Por otro lado, todos los números cíclicos
están vinculados a la división geométrica del círculo,
como se advierte por ejemplo en la rueda zodiacal. Esta rueda es imaginaria,
pues supone la división en doce partes iguales de la línea
de la eclíptica, trazada por el recorrido aparente que el sol cumple
anualmente alrededor de la tierra, aunque sea ésta en verdad la
que se mueve en torno al sol. Cada una de esas doce partes tiene 30 grados,
lo que da el total de 360 grados (= 12 x 30), que son los de la circunferencia
misma. Precisamente la rueda zodiacal es considerada como el "reloj cósmico"
por excelencia. Ella regula, es decir ordena y hace inteligible para el
hombre, la recurrencia periódica del acontecer cíclico, al
traducirlo cronológicamente con medidas exactas de tiempo, ya se
trate del año o de la precesión de los equinoccios, expresando
así a nivel sensible el orden invariable de las leyes sutiles que
gobiernan la "máquina del mundo". Este fenómeno astronómico
de la precesión de los equinoccios es el resultado de un tercer
movimiento de la tierra distinto al de rotación y de traslación,
el cual es ocasionado por las diferentes atracciones gravitacionales que
ejercen el sol, la luna y los planetas sobre la banda ecuatorial terrestre.
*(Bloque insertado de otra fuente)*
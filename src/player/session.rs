use parking_lot::Mutex;
use serde::Serialize;
use tokio::sync::mpsc;
use tokio_util::sync::CancellationToken;

use crate::common::errors::PlayerError;
use crate::common::types::ChannelId;
use crate::player::queue::TrackQueue;
use crate::player::track::Track;

/// Where a session's loop currently is.
#[derive(Debug, Clone, Copy, PartialEq, Eq, Serialize)]
#[serde(rename_all = "camelCase")]
pub enum SessionState {
    /// Waiting for the queue; the idle countdown runs here.
    Idle,
    /// Resolving the head track's stream reference.
    Resolving,
    Playing,
    Paused,
    /// Terminal. The loop is releasing its resources.
    Draining,
}

/// Commands delivered to a session's loop.
///
/// Everything the loop's state depends on goes through this one channel, so
/// concurrent callers serialize against the loop's own transitions.
#[derive(Debug, Clone, Copy)]
pub(crate) enum Command {
    Pause,
    Resume,
    Skip,
    Stop,
    /// Volume as a fraction in [0.01, 1.00], already validated.
    SetVolume(f32),
}

/// Shared handle to one channel's playback session.
///
/// The manager owns the only long-lived reference; the loop task holds its
/// own and removes the map entry on the way out. `state`, `current` and
/// `volume` are written exclusively by the loop; everyone else reads.
pub struct Session {
    pub channel_id: ChannelId,
    pub(crate) queue: TrackQueue,
    commands: mpsc::UnboundedSender<Command>,
    state: Mutex<SessionState>,
    current: Mutex<Option<Track>>,
    volume: Mutex<f32>,
    cancel: CancellationToken,
}

impl Session {
    pub(crate) fn new(
        channel_id: ChannelId,
        volume: f32,
    ) -> (Self, mpsc::UnboundedReceiver<Command>) {
        let (tx, rx) = mpsc::unbounded_channel();
        let session = Self {
            channel_id,
            queue: TrackQueue::new(),
            commands: tx,
            state: Mutex::new(SessionState::Idle),
            current: Mutex::new(None),
            volume: Mutex::new(volume),
            cancel: CancellationToken::new(),
        };
        (session, rx)
    }

    /// Append a track for playback.
    ///
    /// Fails once the session entered teardown; callers are expected to
    /// obtain a fresh session from the manager and retry.
    pub fn enqueue(&self, track: Track) -> Result<(), PlayerError> {
        self.queue
            .push(track)
            .map_err(|_| PlayerError::SessionClosed(self.channel_id.clone()))
    }

    /// Send a command to the loop. A no-op if the loop is already gone.
    pub(crate) fn command(&self, command: Command) {
        let _ = self.commands.send(command);
    }

    /// Cancel the loop. Safe to call any number of times.
    pub(crate) fn close(&self) {
        self.cancel.cancel();
    }

    pub(crate) fn cancel_token(&self) -> CancellationToken {
        self.cancel.clone()
    }

    pub fn state(&self) -> SessionState {
        *self.state.lock()
    }

    /// The track currently playing (or paused), if any.
    pub fn now_playing(&self) -> Option<Track> {
        self.current.lock().clone()
    }

    /// Snapshot of up to `n` pending tracks, head first.
    pub fn upcoming(&self, n: usize) -> Vec<Track> {
        self.queue.peek(n)
    }

    /// Session volume as a fraction in [0.01, 1.00].
    pub fn volume(&self) -> f32 {
        *self.volume.lock()
    }

    pub(crate) fn set_state(&self, state: SessionState) {
        *self.state.lock() = state;
    }

    pub(crate) fn set_current(&self, track: Option<Track>) {
        *self.current.lock() = track;
    }

    pub(crate) fn store_volume(&self, volume: f32) {
        *self.volume.lock() = volume;
    }
}
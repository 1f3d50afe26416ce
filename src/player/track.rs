use serde::Serialize;

use crate::common::types::UserId;
use crate::sources::{ResolvedStream, TrackInfo};

/// One requested media item.
///
/// Everything except `resolved` is fixed at enqueue time. `resolved` is
/// filled in by the playback loop right before the track is handed to the
/// transport and is valid for that single attempt only.
#[derive(Debug, Clone, Serialize)]
#[serde(rename_all = "camelCase")]
pub struct Track {
    pub title: String,
    /// The query the requester typed, kept for display.
    pub source_query: String,
    pub canonical_url: String,
    pub thumbnail_url: Option<String>,
    pub requester: UserId,
    #[serde(skip)]
    pub(crate) resolved: Option<ResolvedStream>,
}

impl Track {
    pub fn new(info: TrackInfo, source_query: impl Into<String>, requester: UserId) -> Self {
        Self {
            title: info.title,
            source_query: source_query.into(),
            canonical_url: info.canonical_url,
            thumbnail_url: info.thumbnail_url,
            requester,
            resolved: None,
        }
    }
}
// SPDX-License-Identifier: AGPL-3.0-or-later
//
// Copyright (C) 2026 Relational Network

//! # Authentication Module
//!
//! Credentials in, signed bearer tokens out.
//!
//! ## Flow
//!
//! 1. Password login checks the bcrypt hash ([`CredentialStore`]); OAuth
//!    logins go through [`crate::identity::IdentityResolver`].
//! 2. The canonical user id becomes the `sub` of a token signed by
//!    [`TokenIssuer`] with the key held by [`KeyManager`].
//! 3. Requests present `Authorization: Bearer <token>`; the [`Auth`]
//!    extractor verifies it with [`TokenVerifier`].
//! 4. Clients holding an RSA-signed token can verify it offline against the
//!    key set served by [`JwksPublisher`].
//!
//! ## Security
//!
//! - Verification failures are logged with their reason at `debug` and
//!   answered with one generic 401
//! - No clock skew tolerance
//! - The shared secret is never published

pub mod claims;
pub mod error;
pub mod extractor;
pub mod issuer;
pub mod jwks;
pub mod keys;
pub mod password;
pub mod verifier;

pub use claims::{AuthenticatedUser, TokenClaims};
pub use error::{AuthError, TokenRejection};
pub use extractor::Auth;
pub use issuer::TokenIssuer;
pub use jwks::JwksPublisher;
pub use keys::{KeyError, KeyFamily, KeyManager};
pub use password::{CredentialError, CredentialStore};
pub use verifier::TokenVerifier;
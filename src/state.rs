// SPDX-License-Identifier: AGPL-3.0-or-later
//
// Copyright (C) 2026 Relational Network

use std::sync::Arc;

use crate::auth::{CredentialStore, JwksPublisher, KeyManager, TokenIssuer, TokenVerifier};
use crate::avatars::AvatarStorage;
use crate::config::Settings;
use crate::identity::ProviderRegistry;
use crate::storage::IdentityDatabase;

/// Shared handler state.
///
/// Issuer, verifier and JWKS publisher hold the same [`KeyManager`], which is
/// resolved before the state is built and never replaced.
#[derive(Clone)]
pub struct AppState {
    pub settings: Arc<Settings>,
    pub credentials: CredentialStore,
    pub issuer: TokenIssuer,
    pub verifier: TokenVerifier,
    pub jwks: JwksPublisher,
    pub db: Arc<IdentityDatabase>,
    pub providers: ProviderRegistry,
    pub avatars: Option<Arc<dyn AvatarStorage>>,
}

impl AppState {
    pub fn new(
        settings: Settings,
        keys: KeyManager,
        db: IdentityDatabase,
        providers: ProviderRegistry,
    ) -> Self {
        let keys = Arc::new(keys);
        Self {
            credentials: CredentialStore::new(settings.password_hash_cost),
            issuer: TokenIssuer::new(keys.clone(), &settings.token),
            verifier: TokenVerifier::new(keys.clone(), &settings.token),
            jwks: JwksPublisher::new(keys),
            db: Arc::new(db),
            providers,
            avatars: None,
            settings: Arc::new(settings),
        }
    }

    pub fn with_avatar_storage(mut self, avatars: Arc<dyn AvatarStorage>) -> Self {
        self.avatars = Some(avatars);
        self
    }
}

/// State over a throw-away database with HS256 keys and bcrypt cost 4.
#[cfg(test)]
pub(crate) fn test_state() -> (AppState, tempfile::TempDir) {
    test_state_with(|_| {})
}

/// Like [`test_state`], with settings adjusted by `configure` first.
#[cfg(test)]
pub(crate) fn test_state_with(
    configure: impl FnOnce(&mut Settings),
) -> (AppState, tempfile::TempDir) {
    let temp_dir = tempfile::TempDir::new().expect("Failed to create temp dir");
    let mut settings = Settings::from_lookup(|name| match name {
        "SECRET_KEY" => Some("test-secret-key-with-enough-entropy".to_string()),
        "PASSWORD_HASH_COST" => Some("4".to_string()),
        _ => None,
    })
    .expect("test settings");
    settings.data_dir = temp_dir.path().to_path_buf();
    configure(&mut settings);

    let keys = KeyManager::resolve(&settings.token).expect("test keys");
    let db = IdentityDatabase::open(&settings.database_path()).expect("test database");
    let state = AppState::new(settings, keys, db, ProviderRegistry::new());
    (state, temp_dir)
}
// SPDX-License-Identifier: AGPL-3.0-or-later
//
// Copyright (C) 2026 Relational Network

//! JWKS (JSON Web Key Set) publication.
//!
//! Shared-secret deployments publish an empty set. RSA deployments publish
//! exactly one key, built from the same [`KeyManager`] the issuer signs with.

use std::sync::Arc;

use jsonwebtoken::jwk::{
    AlgorithmParameters, CommonParameters, Jwk, JwkSet, KeyAlgorithm, PublicKeyUse,
    RSAKeyParameters, RSAKeyType,
};
use jsonwebtoken::Algorithm;

use super::keys::KeyManager;

#[derive(Debug, Clone)]
pub struct JwksPublisher {
    keys: Arc<KeyManager>,
}

impl JwksPublisher {
    pub fn new(keys: Arc<KeyManager>) -> Self {
        Self { keys }
    }

    pub fn keys(&self) -> &KeyManager {
        &self.keys
    }

    pub fn publish(&self) -> JwkSet {
        let Some(parts) = self.keys.public_parts() else {
            return JwkSet { keys: Vec::new() };
        };

        let jwk = Jwk {
            common: CommonParameters {
                public_key_use: Some(PublicKeyUse::Signature),
                key_algorithm: key_algorithm(self.keys.algorithm()),
                key_id: Some(parts.kid.clone()),
                ..Default::default()
            },
            algorithm: AlgorithmParameters::RSA(RSAKeyParameters {
                key_type: RSAKeyType::RSA,
                n: parts.n.clone(),
                e: parts.e.clone(),
            }),
        };
        JwkSet { keys: vec![jwk] }
    }
}

fn key_algorithm(algorithm: Algorithm) -> Option<KeyAlgorithm> {
    match algorithm {
        Algorithm::RS256 => Some(KeyAlgorithm::RS256),
        Algorithm::RS384 => Some(KeyAlgorithm::RS384),
        Algorithm::RS512 => Some(KeyAlgorithm::RS512),
        Algorithm::PS256 => Some(KeyAlgorithm::PS256),
        Algorithm::PS384 => Some(KeyAlgorithm::PS384),
        Algorithm::PS512 => Some(KeyAlgorithm::PS512),
        _ => None,
    }
}
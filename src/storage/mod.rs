// SPDX-License-Identifier: AGPL-3.0-or-later
//
// Copyright (C) 2026 Relational Network

//! # Storage Module
//!
//! Persistent state lives in a single redb file under `DATA_DIR`:
//!
//! ```text
//! {DATA_DIR}/
//!   pidp.redb
//!     users               # id -> User (JSON)
//!     users_by_email      # lowercase email -> id
//!     users_by_provider   # provider|account_id -> id
//!     oauth_states        # state -> PendingAuthorization (JSON)
//! ```
//!
//! Handlers and the identity resolver depend on the [`UserRepository`] and
//! [`OAuthStateStore`] traits, not on redb directly.

pub mod database;
pub mod oauth_states;
pub mod users;

pub use database::{IdentityDatabase, StorageError, StorageResult};
pub use oauth_states::{OAuthStateStore, PendingAuthorization};
pub use users::{
    normalize_email, EditableProfile, LinkedIdentity, PostalAddress, User, UserRepository,
};
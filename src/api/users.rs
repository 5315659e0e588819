// SPDX-License-Identifier: AGPL-3.0-or-later
//
// Copyright (C) 2026 Relational Network

use axum::{
    extract::{Query, State},
    Json,
};

use crate::error::ApiError;
use crate::models::{PublicProfile, PublicProfilesQuery};
use crate::state::AppState;
use crate::storage::UserRepository;

/// Largest number of ids one lookup may ask for.
pub const MAX_PUBLIC_PROFILE_IDS: usize = 100;

/// Public profile fields for a set of users.
///
/// Unknown and malformed ids are skipped. Never returns email or provider data.
#[utoipa::path(
    get,
    path = "/users/public",
    tag = "Users",
    params(PublicProfilesQuery),
    responses(
        (status = 200, description = "Profiles found", body = Vec<PublicProfile>),
        (status = 400, description = "Too many ids")
    )
)]
pub async fn public_profiles(
    State(state): State<AppState>,
    Query(query): Query<PublicProfilesQuery>,
) -> Result<Json<Vec<PublicProfile>>, ApiError> {
    let ids = query.parsed_ids();
    if ids.len() > MAX_PUBLIC_PROFILE_IDS {
        return Err(ApiError::bad_request(format!(
            "At most {MAX_PUBLIC_PROFILE_IDS} ids per request"
        )));
    }
    if ids.is_empty() {
        return Ok(Json(Vec::new()));
    }

    let users = state.db.get_many(&ids)?;
    Ok(Json(users.into_iter().map(PublicProfile::from).collect()))
}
Esto hace que la tierra recule sobre sí misma en sentido contrario
al de rotación, lo que motiva que el sol, en su movimiento aparente,
se retrase casi un minuto (exactamente 50 segundos) cada año en
llegar al punto vernal, o equinoccio de primavera, que es la entrada en
el signo de Aries. El sol recorre entonces precesionalmente un grado de
la circunferencia zodiacal cada 72 años, 30º en 2.160 años
(= 30 x 72), y los 360º en 25.920 años (= 2.160 x 12). Asimismo,
como el eje terrestre está inclinado 23º 27' con respecto al
eje de la eclíptica, es decir que no es perpendicular al de su órbita,
resulta que ese movimiento precesional hace que la tierra gire como si
fuera una peonza (es decir basculando), con lo cual si prolongamos ese
eje sobre el fondo celeste, observamos que éste traza un círculo
completo al finalizar el movimiento de precesión, es decir cada
25.920 años. Como veremos más adelante, todo esto es sumamente
importante, tanto astronómica como simbólicamente, pues es
ese punto de la bóveda del cielo que la prolongación del
eje terrestre señala, el que constituye verdaderamente nuestro polo
celeste, es decir el centro en torno al cual gira todo nuestro universo
visible.
Hablando del ciclo de 2.160 años (que recordemos
representa 30º en el recorrido de la rueda zodiacal) diremos que éste
es llamado "Gran Mes" en algunas tradiciones, correspondiendo entonces
a una "era zodiacal", pues el sol en su recorrido precesional tarda justamente
2.160 años en recorrer un signo zodiacal, atravesando también
las doce constelaciones que llevan los mismos nombres que los signos. Es
el recorrido por esas constelaciones el que determina estas eras, a las
que siempre se ha concedido una gran importancia al considerárselas
como "ciclos de civilización". Pero de las "eras zodiacales", así
como del fenómeno astronómico de la precesión de los
equinoccios, se ha hablado detallada y ampliamente en varios artículos
del Nº 15-16 de la Revista SYMBOLOS,2 por lo que remitimos al lector a todo cuanto ya se dijo, aunque lógicamente
tendremos que referirnos de vez en cuando a lo allí expuesto debido
a la naturaleza de lo que aquí intentamos explicar de manera muy
resumida: el carácter cíclico de la historia y la geografía,
pero destacando sobre todo algunos de sus aspectos simbólicos, siempre
vinculados a las leyes del cosmos y a los principios de orden espiritual
y metafísico.
En términos generales todo ciclo representa el
proceso de desarrollo de un estado cualquiera de manifestación,
ya se trate del estado de un ser o de un mundo, y en el caso de la historia
humana, del proceso de sus culturas y civilizaciones sometidas, en su realidad
horizontal, a las leyes inexorables de los ritmos y ciclos cósmicos.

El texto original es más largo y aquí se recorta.